Stored data
- - - - -
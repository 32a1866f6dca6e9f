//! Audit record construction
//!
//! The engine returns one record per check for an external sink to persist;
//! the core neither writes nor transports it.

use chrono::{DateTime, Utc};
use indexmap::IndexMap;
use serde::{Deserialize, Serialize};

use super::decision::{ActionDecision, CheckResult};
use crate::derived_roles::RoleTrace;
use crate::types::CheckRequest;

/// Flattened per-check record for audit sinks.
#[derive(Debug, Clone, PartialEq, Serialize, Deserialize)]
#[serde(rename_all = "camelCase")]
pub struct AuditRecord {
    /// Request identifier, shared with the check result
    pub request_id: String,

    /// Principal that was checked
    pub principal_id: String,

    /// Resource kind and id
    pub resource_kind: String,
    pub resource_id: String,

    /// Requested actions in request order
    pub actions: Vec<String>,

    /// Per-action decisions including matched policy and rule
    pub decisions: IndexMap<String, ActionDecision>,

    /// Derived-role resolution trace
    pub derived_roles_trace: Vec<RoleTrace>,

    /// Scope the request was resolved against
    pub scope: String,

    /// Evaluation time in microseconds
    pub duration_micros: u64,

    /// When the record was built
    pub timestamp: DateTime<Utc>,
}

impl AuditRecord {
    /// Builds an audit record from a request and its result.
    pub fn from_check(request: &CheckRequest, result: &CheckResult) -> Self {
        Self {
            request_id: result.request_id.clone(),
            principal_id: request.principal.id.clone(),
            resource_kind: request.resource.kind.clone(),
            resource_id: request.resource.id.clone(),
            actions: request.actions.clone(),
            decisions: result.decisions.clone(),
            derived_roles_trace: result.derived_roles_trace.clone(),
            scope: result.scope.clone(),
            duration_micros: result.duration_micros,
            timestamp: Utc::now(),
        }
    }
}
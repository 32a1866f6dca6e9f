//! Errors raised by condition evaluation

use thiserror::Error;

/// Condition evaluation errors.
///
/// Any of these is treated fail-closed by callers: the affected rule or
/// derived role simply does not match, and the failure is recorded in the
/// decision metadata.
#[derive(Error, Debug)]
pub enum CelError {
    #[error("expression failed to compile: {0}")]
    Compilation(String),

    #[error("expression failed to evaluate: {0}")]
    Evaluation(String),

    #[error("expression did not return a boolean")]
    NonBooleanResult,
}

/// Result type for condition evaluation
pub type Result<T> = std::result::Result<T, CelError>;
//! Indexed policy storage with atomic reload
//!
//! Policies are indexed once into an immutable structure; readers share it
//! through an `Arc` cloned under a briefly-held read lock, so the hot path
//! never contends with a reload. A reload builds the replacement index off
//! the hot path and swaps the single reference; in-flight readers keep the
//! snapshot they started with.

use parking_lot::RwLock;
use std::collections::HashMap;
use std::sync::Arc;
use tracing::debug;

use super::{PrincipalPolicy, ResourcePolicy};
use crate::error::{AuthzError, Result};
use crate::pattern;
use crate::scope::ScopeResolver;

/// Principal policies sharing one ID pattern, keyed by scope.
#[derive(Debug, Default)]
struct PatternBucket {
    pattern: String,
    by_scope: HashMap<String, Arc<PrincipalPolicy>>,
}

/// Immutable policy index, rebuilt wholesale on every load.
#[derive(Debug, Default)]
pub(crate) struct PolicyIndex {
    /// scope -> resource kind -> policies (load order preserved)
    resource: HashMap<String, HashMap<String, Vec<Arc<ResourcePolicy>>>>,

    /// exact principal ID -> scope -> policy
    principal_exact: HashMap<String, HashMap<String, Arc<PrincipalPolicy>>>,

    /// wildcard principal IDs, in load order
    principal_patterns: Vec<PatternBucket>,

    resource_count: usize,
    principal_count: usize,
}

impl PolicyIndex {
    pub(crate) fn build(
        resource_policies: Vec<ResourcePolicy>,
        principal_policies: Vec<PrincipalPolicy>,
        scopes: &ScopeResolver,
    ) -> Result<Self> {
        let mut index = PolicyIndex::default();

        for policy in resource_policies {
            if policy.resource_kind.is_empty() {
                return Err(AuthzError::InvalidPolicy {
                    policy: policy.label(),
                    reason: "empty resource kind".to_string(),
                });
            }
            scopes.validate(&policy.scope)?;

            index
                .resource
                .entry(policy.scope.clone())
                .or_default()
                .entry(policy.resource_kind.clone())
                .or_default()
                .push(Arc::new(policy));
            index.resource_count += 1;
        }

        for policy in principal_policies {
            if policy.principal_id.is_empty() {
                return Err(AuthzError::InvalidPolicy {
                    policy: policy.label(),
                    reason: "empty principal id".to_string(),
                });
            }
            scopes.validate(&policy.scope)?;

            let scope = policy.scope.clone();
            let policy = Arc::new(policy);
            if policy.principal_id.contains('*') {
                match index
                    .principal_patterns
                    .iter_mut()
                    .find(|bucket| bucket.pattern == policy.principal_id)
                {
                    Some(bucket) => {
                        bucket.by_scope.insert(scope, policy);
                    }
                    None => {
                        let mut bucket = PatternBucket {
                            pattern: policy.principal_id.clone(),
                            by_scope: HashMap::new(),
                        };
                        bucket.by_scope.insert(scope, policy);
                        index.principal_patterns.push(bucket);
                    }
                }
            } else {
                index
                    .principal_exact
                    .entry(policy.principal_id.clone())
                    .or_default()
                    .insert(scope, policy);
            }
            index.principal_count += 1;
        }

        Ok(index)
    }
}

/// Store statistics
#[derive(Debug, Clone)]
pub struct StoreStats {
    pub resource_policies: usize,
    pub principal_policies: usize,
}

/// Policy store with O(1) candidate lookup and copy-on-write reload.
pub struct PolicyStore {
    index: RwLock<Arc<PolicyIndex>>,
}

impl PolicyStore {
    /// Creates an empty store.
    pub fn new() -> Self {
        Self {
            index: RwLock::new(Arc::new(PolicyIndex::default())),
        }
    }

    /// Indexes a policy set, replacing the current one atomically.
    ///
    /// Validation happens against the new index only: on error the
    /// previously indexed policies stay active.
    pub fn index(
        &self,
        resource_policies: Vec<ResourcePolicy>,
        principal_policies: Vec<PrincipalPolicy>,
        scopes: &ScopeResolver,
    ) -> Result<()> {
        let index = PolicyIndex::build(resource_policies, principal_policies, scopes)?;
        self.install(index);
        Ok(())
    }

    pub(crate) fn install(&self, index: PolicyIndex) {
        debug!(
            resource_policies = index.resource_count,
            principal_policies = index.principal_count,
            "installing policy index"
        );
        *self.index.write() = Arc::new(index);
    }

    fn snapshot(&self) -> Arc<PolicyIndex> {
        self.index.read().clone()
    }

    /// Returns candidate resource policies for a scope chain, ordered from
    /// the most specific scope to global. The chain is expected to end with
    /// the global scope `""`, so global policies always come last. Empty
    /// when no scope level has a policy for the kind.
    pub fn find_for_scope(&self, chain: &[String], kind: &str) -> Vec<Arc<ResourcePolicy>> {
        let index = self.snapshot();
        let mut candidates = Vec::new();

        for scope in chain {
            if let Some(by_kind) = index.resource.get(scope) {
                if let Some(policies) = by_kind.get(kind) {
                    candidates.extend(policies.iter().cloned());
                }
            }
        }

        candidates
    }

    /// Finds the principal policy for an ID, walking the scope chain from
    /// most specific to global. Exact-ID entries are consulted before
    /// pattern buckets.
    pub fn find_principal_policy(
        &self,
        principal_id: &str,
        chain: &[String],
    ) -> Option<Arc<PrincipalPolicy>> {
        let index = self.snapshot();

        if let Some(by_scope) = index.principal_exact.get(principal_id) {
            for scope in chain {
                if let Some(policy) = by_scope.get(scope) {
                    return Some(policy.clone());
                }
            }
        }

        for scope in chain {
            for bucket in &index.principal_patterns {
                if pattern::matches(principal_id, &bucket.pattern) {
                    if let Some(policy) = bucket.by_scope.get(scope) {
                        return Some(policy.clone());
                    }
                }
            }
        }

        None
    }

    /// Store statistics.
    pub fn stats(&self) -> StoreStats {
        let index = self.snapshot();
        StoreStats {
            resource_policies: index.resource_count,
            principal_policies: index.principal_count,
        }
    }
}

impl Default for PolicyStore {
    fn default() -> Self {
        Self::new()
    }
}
- - - - -
Retype every line up to and including the one that contains "pub fn from_check(request: &CheckRequest, result: &CheckResult)", beginning at the first line of the records, with no edits.

repository 32a1866f6dca6e9f
//! Audit record construction
//!
//! The engine returns one record per check for an external sink to persist;
//! the core neither writes nor transports it.

use chrono::{DateTime, Utc};
use indexmap::IndexMap;
use serde::{Deserialize, Serialize};

use super::decision::{ActionDecision, CheckResult};
use crate::derived_roles::RoleTrace;
use crate::types::CheckRequest;

/// Flattened per-check record for audit sinks.
#[derive(Debug, Clone, PartialEq, Serialize, Deserialize)]
#[serde(rename_all = "camelCase")]
pub struct AuditRecord {
    /// Request identifier, shared with the check result
    pub request_id: String,

    /// Principal that was checked
    pub principal_id: String,

    /// Resource kind and id
    pub resource_kind: String,
    pub resource_id: String,

    /// Requested actions in request order
    pub actions: Vec<String>,

    /// Per-action decisions including matched policy and rule
    pub decisions: IndexMap<String, ActionDecision>,

    /// Derived-role resolution trace
    pub derived_roles_trace: Vec<RoleTrace>,

    /// Scope the request was resolved against
    pub scope: String,

    /// Evaluation time in microseconds
    pub duration_micros: u64,

    /// When the record was built
    pub timestamp: DateTime<Utc>,
}

impl AuditRecord {
    /// Builds an audit record from a request and its result.
    pub fn from_check(request: &CheckRequest, result: &CheckResult) -> Self {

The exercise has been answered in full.